Helping in the Classroom

The children enjoy helping others and taking care of their environment.  In a Montessori classroom, we teach the children how to take care of themselves and others.  They learn how to clean up a spill and where things are stored.  They take such pride when they can help a younger child tie their apron.  All of these tasks give them confidence!  Here are some children being helpful in our classroom:


Folding cloths


A stack of cloths that have just been folded.


The cupboard where the cloths and other supplies are kept.  The children have learned that once they have cut paper, they can get a new piece out for the next person.  They also have polishing cloths and other supplies in this cabinet.


One Kindergarten child has had some experience baking bread in the bread machine.  Here she guides two other Kindergartners along this process.


A vase with a flower and water was knocked over.  Several children get a blue cloth and help to wipe up the spill.  When it is dry, they place the wet cloth in the dirty clothes hamper.


Here a child is taking care of the rug he used.  He is being very careful when he rolls it up, making sure the sides are just so.


Here a second year child helps tie the apron of a first year child who wants to do a food prep work.


This first year (3 year old) child wanted to wash cloths.  He really enjoyed washing and hanging them up to dry!


This second year child enjoyed washing a chair.


More cloth folding with a friend.


This second year child enjoys wood polishing.

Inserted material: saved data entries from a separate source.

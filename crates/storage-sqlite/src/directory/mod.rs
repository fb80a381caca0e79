mod model;
mod repository;

pub use model::{AgentDB, BuilderDB};
pub use repository::DirectoryRepository;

Even if you are the youngest child in a classroom you can help clean too!  This child notices very tiny paint spots on the art table and doesn’t want to stop washing until they are all gone!  She is in a sensitive period to notice small tiny things and order.


This child saw someone drop a moveable alphabet on the floor.  He stopped what he was doing so he could help her pick it up.  He made piles and then later helped place the letters in the correct spot.


Here a third year (Kindergartner) helps a first year child get a snack.  She is explaining what the choice are and is showing her how to use the tongs.


This first year child enjoys feeding the animals each morning.  Once he changes into his indoor shoes, he heads to the classroom to see if the food is out for the animals.

We see these spontaneous acts happen all day long.  The children are not usually asked to help another child out, they just do.